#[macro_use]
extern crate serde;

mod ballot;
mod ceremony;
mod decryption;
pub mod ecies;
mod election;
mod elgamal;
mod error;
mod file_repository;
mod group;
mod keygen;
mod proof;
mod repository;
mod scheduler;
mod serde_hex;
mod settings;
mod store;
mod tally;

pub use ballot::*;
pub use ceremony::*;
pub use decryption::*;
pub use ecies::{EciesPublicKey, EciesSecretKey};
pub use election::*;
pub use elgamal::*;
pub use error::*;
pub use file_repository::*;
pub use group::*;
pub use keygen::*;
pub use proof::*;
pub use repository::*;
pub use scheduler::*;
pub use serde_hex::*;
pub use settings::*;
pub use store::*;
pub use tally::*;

--

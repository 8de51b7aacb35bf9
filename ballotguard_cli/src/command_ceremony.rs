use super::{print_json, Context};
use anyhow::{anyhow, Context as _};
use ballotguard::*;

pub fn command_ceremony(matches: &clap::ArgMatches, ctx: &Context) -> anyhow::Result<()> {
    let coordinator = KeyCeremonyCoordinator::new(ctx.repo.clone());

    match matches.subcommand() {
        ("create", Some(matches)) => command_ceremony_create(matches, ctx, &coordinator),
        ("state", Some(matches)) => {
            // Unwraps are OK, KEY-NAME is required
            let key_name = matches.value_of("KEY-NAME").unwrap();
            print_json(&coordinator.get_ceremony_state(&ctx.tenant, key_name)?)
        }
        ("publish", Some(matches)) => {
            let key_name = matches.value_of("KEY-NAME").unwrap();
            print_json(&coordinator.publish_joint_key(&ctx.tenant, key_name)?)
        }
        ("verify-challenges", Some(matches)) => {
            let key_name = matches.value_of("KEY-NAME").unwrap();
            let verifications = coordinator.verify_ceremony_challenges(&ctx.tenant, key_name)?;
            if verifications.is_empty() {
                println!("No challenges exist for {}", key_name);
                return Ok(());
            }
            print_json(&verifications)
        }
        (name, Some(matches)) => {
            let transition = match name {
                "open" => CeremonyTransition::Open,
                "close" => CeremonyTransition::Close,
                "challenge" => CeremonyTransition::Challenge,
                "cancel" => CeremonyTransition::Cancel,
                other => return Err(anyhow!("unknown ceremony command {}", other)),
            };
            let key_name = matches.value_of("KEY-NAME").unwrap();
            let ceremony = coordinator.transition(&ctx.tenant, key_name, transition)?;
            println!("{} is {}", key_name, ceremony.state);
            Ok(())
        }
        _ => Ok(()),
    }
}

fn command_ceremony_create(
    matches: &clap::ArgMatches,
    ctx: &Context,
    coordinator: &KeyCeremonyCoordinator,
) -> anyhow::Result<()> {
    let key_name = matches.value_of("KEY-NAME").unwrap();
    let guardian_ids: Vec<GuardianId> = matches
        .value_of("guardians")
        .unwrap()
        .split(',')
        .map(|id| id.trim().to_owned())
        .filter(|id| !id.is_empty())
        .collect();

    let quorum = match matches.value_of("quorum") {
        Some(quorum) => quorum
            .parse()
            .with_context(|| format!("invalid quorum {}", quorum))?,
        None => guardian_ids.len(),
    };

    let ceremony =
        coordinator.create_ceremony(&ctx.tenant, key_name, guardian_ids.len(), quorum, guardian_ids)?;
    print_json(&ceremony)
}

*Aim of the task*
Copy out each line of the records where the word "quorum" appears.

*Problem solution*
    let quorum = match matches.value_of("quorum") {
        Some(quorum) => quorum
            .with_context(|| format!("invalid quorum {}", quorum))?,
        coordinator.create_ceremony(&ctx.tenant, key_name, guardian_ids.len(), quorum, guardian_ids)?;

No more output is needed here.